[[ DATA SUPPLIED open ]]

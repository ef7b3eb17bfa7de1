//! Performance measurement tools.

use std::{
    cell::Cell,
    fmt,
    time::{Duration, Instant},
};

/// Measures and averages the time an operation takes.
///
/// Collected timings are averaged and reset when the timer is displayed using `{}`
/// ([`std::fmt::Display`]).
#[derive(Debug)]
pub struct Timer {
    name: &'static str,
    total: Cell<Duration>,
    count: Cell<u32>,
}

impl Timer {
    pub fn new(name: &'static str) -> Self {
        Self {
            name,
            total: Cell::new(Duration::ZERO),
            count: Cell::new(0),
        }
    }

    /// Invokes a closure, measuring and recording the time it takes.
    pub fn time<T>(&mut self, timee: impl FnOnce() -> T) -> T {
        let _guard = self.start();
        timee()
    }

    /// Starts timing an operation using a drop guard.
    ///
    /// When the returned [`TimerGuard`] is dropped, the time between the call to `start` and the
    /// drop is recorded.
    pub fn start(&mut self) -> TimerGuard<'_> {
        TimerGuard {
            start: Instant::now(),
            timer: self,
        }
    }

    /// Returns the number of operations recorded since the timer was last displayed.
    pub fn count(&self) -> u32 {
        self.count.get()
    }

    /// Returns the average duration of the recorded operations.
    pub fn average(&self) -> Option<Duration> {
        match self.count.get() {
            0 => None,
            n => Some(self.total.get() / n),
        }
    }

    fn record(&mut self, duration: Duration) {
        self.total.set(self.total.get().saturating_add(duration));
        self.count.set(self.count.get().saturating_add(1));
    }
}

/// Displays the average recorded time and resets it.
impl fmt::Display for Timer {
    fn fmt(&self, f: &mut fmt::Formatter<'_>) -> fmt::Result {
        let count = self.count.get();
        let avg_ms = self.average().unwrap_or_default().as_secs_f32() * 1000.0;
        self.total.set(Duration::ZERO);
        self.count.set(0);

        write!(f, "{}: {count}x{avg_ms:.01}ms", self.name)
    }
}

/// Guard returned by [`Timer::start`]. Stops timing the operation when dropped.
pub struct TimerGuard<'a> {
    start: Instant,
    timer: &'a mut Timer,
}

impl Drop for TimerGuard<'_> {
    fn drop(&mut self) {
        self.timer.record(self.start.elapsed());
    }
}

/// Logs frames per second, along with a set of [`Timer`]s.
#[derive(Debug)]
pub struct FpsCounter {
    name: String,
    frames: u32,
    start: Instant,
}

impl FpsCounter {
    pub fn new<N: Into<String>>(name: N) -> Self {
        Self {
            name: name.into(),
            frames: 0,
            start: Instant::now(),
        }
    }

    /// Advances the frame counter by 1 and logs FPS if one second has passed.
    pub fn tick(&mut self) {
        self.tick_with(std::iter::empty::<&Timer>());
    }

    /// Advances the frame counter by 1 and logs FPS and the `timers` if one second has passed.
    ///
    /// Logging a [`Timer`] resets it.
    pub fn tick_with<T: fmt::Display, I: IntoIterator<Item = T>>(&mut self, timers: I) {
        self.frames += 1;
        if self.start.elapsed() < Duration::from_secs(1) {
            return;
        }

        let extra = timers
            .into_iter()
            .map(|t| t.to_string())
            .collect::<Vec<_>>();
        if extra.is_empty() {
            log::debug!("{}: {} FPS", self.name, self.frames);
        } else {
            log::debug!("{}: {} FPS ({})", self.name, self.frames, extra.join(", "));
        }

        self.frames = 0;
        self.start = Instant::now();
    }
}

#[cfg(test)]
mod tests {
    use super::*;

    #[test]
    fn averages_and_resets() {
        let mut timer = Timer::new("op");
        assert_eq!(timer.average(), None);
        timer.record(Duration::from_millis(10));
        timer.record(Duration::from_millis(30));
        assert_eq!(timer.count(), 2);
        assert_eq!(timer.average(), Some(Duration::from_millis(20)));

        assert_eq!(timer.to_string(), "op: 2x20.0ms");
        assert_eq!(timer.count(), 0);
        assert_eq!(timer.to_string(), "op: 0x0.0ms");
    }

    #[test]
    fn guard_records() {
        let mut timer = Timer::new("op");
        let value = timer.time(|| 42);
        assert_eq!(value, 42);
        drop(timer.start());
        assert_eq!(timer.count(), 2);
    }
}
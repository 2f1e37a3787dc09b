//! File-based configuration
//!
//! Loads sample data, weights, growth factors and reforms from the
//! standard layout under data/.

use std::path::{Path, PathBuf};
use std::sync::Arc;

use crate::error::SimResult;
use crate::growfactors::GrowthFactorTable;
use crate::policy::{PolicyParameterStore, Reform};
use crate::records::{Dataset, EntityKind, EntityStore, Schema};
use crate::simulation::{Simulation, SimulationBuilder};

/// Default path to the data directory
pub const DEFAULT_DATA_PATH: &str = "data";

/// Assessment year of the bundled samples
pub const DEFAULT_DATA_YEAR: i32 = 2017;

/// Input file locations
#[derive(Debug, Clone)]
pub struct DataFiles {
    pub pit: PathBuf,
    pub pit_weights: PathBuf,
    pub cit: PathBuf,
    pub cit_weights: PathBuf,
    pub gst: PathBuf,
    pub gst_weights: PathBuf,
    pub growfactors: PathBuf,
}

impl DataFiles {
    /// Standard file names inside `dir`
    pub fn in_dir(dir: impl AsRef<Path>) -> Self {
        let dir = dir.as_ref();
        Self {
            pit: dir.join("pit.csv"),
            pit_weights: dir.join("pit_weights.csv"),
            cit: dir.join("cit.csv"),
            cit_weights: dir.join("cit_weights.csv"),
            gst: dir.join("gst.csv"),
            gst_weights: dir.join("gst_weights.csv"),
            growfactors: dir.join("growfactors.csv"),
        }
    }

    pub fn data(&self, kind: EntityKind) -> &Path {
        match kind {
            EntityKind::Individual => &self.pit,
            EntityKind::Corporate => &self.cit,
            EntityKind::Consumption => &self.gst,
        }
    }

    pub fn weights(&self, kind: EntityKind) -> &Path {
        match kind {
            EntityKind::Individual => &self.pit_weights,
            EntityKind::Corporate => &self.cit_weights,
            EntityKind::Consumption => &self.gst_weights,
        }
    }

    /// Growth factors from the data directory, or the embedded table if
    /// the file is absent
    pub fn load_growth_factors(&self) -> SimResult<Arc<GrowthFactorTable>> {
        let table = if self.growfactors.exists() {
            GrowthFactorTable::from_path(&self.growfactors)?
        } else {
            log::info!(
                "{} not found; using embedded growth factors",
                self.growfactors.display()
            );
            GrowthFactorTable::builtin()?
        };
        Ok(Arc::new(table))
    }

    /// One population with its weights and growth factors attached
    ///
    /// A missing weights file leaves the store on unit weights.
    pub fn load_population(
        &self,
        kind: EntityKind,
        data_year: i32,
        growth: &Arc<GrowthFactorTable>,
    ) -> SimResult<EntityStore> {
        let dataset = Dataset::from_path(self.data(kind))?;
        let store = EntityStore::load(&dataset, Schema::builtin(kind)?, data_year)?
            .with_growth_factors(Arc::clone(growth))?;
        let weights = self.weights(kind);
        if weights.exists() {
            store.with_weights(&Dataset::from_path(weights)?)
        } else {
            log::warn!("{} not found; using unit weights", weights.display());
            Ok(store)
        }
    }

    /// Current-law simulation over every population, with an optional reform
    /// applied before construction
    pub fn load_simulation(&self, data_year: i32, reform: Option<&Reform>) -> SimResult<Simulation> {
        let growth = self.load_growth_factors()?;
        let mut policy = PolicyParameterStore::current_law_with(&growth)?;
        if let Some(reform) = reform {
            policy.implement_reform(reform)?;
        }
        SimulationBuilder::new(policy)
            .individual(self.load_population(EntityKind::Individual, data_year, &growth)?)
            .corporate(self.load_population(EntityKind::Corporate, data_year, &growth)?)
            .consumption(self.load_population(EntityKind::Consumption, data_year, &growth)?)
            .build()
    }
}

impl Default for DataFiles {
    fn default() -> Self {
        Self::in_dir(DEFAULT_DATA_PATH)
    }
}

#[cfg(test)]
mod tests {
    use super::*;
    use crate::policy::ParameterValue;

    fn bundled() -> DataFiles {
        DataFiles::in_dir(Path::new(env!("CARGO_MANIFEST_DIR")).join(DEFAULT_DATA_PATH))
    }

    #[test]
    fn test_in_dir_paths() {
        let files = DataFiles::in_dir("/tmp/run");
        assert_eq!(files.cit, PathBuf::from("/tmp/run/cit.csv"));
        assert_eq!(files.weights(EntityKind::Consumption), Path::new("/tmp/run/gst_weights.csv"));
        assert_eq!(DataFiles::default().pit, PathBuf::from("data/pit.csv"));
    }

    #[test]
    fn test_load_bundled_simulation() {
        let sim = bundled().load_simulation(DEFAULT_DATA_YEAR, None).unwrap();
        assert_eq!(sim.current_year(), DEFAULT_DATA_YEAR);
        assert_eq!(sim.store(EntityKind::Individual).unwrap().rows(), 30);
        assert_eq!(sim.store(EntityKind::Corporate).unwrap().rows(), 12);
        assert_eq!(sim.store(EntityKind::Consumption).unwrap().rows(), 20);
        assert!(sim.total_weight(EntityKind::Individual).unwrap() > 30.0);
    }

    #[test]
    fn test_bundled_reform_applies() {
        let files = bundled();
        let path = Path::new(env!("CARGO_MANIFEST_DIR")).join("data/reforms/budget_reform.json");
        let reform = Reform::from_path(&path).unwrap();
        let mut sim = files.load_simulation(DEFAULT_DATA_YEAR, Some(&reform)).unwrap();
        assert_eq!(sim.policy_param_at("rate4", 2020).unwrap(), &ParameterValue::Real(0.3));
        assert_eq!(sim.policy_param_at("rate4", 2025).unwrap(), &ParameterValue::Real(0.25));
        assert_eq!(sim.policy_param_at("mat_applies", 2023).unwrap(), &ParameterValue::Boolean(false));
        sim.advance_to_year(2023).unwrap();
        sim.calc_all().unwrap();
        assert!(sim.weighted_total(EntityKind::Individual, "pitax").unwrap() > 0.0);
        assert_eq!(sim.array(EntityKind::Corporate, "MAT").unwrap().iter().sum::<f64>(), 0.0);
    }

    #[test]
    fn test_missing_data_file_is_input_error() {
        let files = DataFiles::in_dir("/nonexistent/fiscal");
        let growth = files.load_growth_factors().unwrap();
        let err = files
            .load_population(EntityKind::Individual, DEFAULT_DATA_YEAR, &growth)
            .unwrap_err();
        assert_eq!(err.category(), crate::error::ErrorCategory::Input);
    }
}
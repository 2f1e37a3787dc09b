//! Error taxonomy for the simulation engine

use thiserror::Error;

use crate::records::EntityKind;

/// Result alias used throughout the library
pub type SimResult<T> = Result<T, SimError>;

/// Everything that can go wrong while loading inputs or advancing a simulation
#[derive(Debug, Error)]
pub enum SimError {
    /// Caller wiring error: mismatched years, bad pipeline contracts, ragged inputs
    #[error("configuration error: {0}")]
    Configuration(String),

    /// A required input column is absent from the data
    #[error("schema violation: {entity} data is missing required column {column}")]
    MissingColumn { entity: EntityKind, column: String },

    /// Input does not conform to a schema or parameter definition
    #[error("schema violation: {0}")]
    Schema(String),

    /// Year or index outside the supported range
    #[error("range error: {0}")]
    Range(String),

    /// Internal state broke an invariant of the year-advance protocol
    #[error("invariant violation: {0}")]
    Invariant(String),

    #[error("I/O error: {0}")]
    Io(#[from] std::io::Error),

    #[error("CSV error: {0}")]
    Csv(#[from] csv::Error),

    #[error("JSON error: {0}")]
    Json(#[from] serde_json::Error),
}

/// Coarse classification of [`SimError`]
#[derive(Debug, Clone, Copy, PartialEq, Eq)]
pub enum ErrorCategory {
    Configuration,
    SchemaViolation,
    Range,
    InvariantViolation,
    /// Unreadable or malformed input files
    Input,
}

impl SimError {
    pub fn category(&self) -> ErrorCategory {
        match self {
            SimError::Configuration(_) => ErrorCategory::Configuration,
            SimError::MissingColumn { .. } | SimError::Schema(_) => ErrorCategory::SchemaViolation,
            SimError::Range(_) => ErrorCategory::Range,
            SimError::Invariant(_) => ErrorCategory::InvariantViolation,
            SimError::Io(_) | SimError::Csv(_) | SimError::Json(_) => ErrorCategory::Input,
        }
    }

    pub(crate) fn schema(msg: impl Into<String>) -> Self {
        SimError::Schema(msg.into())
    }

    pub(crate) fn range(msg: impl Into<String>) -> Self {
        SimError::Range(msg.into())
    }

    pub(crate) fn config(msg: impl Into<String>) -> Self {
        SimError::Configuration(msg.into())
    }

    pub(crate) fn invariant(msg: impl Into<String>) -> Self {
        SimError::Invariant(msg.into())
    }
}

#[cfg(test)]
mod tests {
    use super::*;

    #[test]
    fn test_missing_column_message_names_column() {
        let err = SimError::MissingColumn {
            entity: EntityKind::Corporate,
            column: "ST_CG_AMT_1".to_string(),
        };
        let msg = err.to_string();
        assert!(msg.contains("ST_CG_AMT_1"));
        assert!(msg.contains("corporate"));
        assert_eq!(err.category(), ErrorCategory::SchemaViolation);
    }

    #[test]
    fn test_categories() {
        assert_eq!(SimError::range("x").category(), ErrorCategory::Range);
        assert_eq!(SimError::config("x").category(), ErrorCategory::Configuration);
        assert_eq!(SimError::invariant("x").category(), ErrorCategory::InvariantViolation);
        let io = SimError::from(std::io::Error::new(std::io::ErrorKind::NotFound, "gone"));
        assert_eq!(io.category(), ErrorCategory::Input);
    }
}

[[ DATA SUPPLIED closed ]]

• _EXERCISE GOAL_: All lines in the records above with "Real" need to be found and copied.

• _OUTPUT_:
        assert_eq!(sim.policy_param_at("rate4", 2020).unwrap(), &ParameterValue::Real(0.3));
        assert_eq!(sim.policy_param_at("rate4", 2025).unwrap(), &ParameterValue::Real(0.25));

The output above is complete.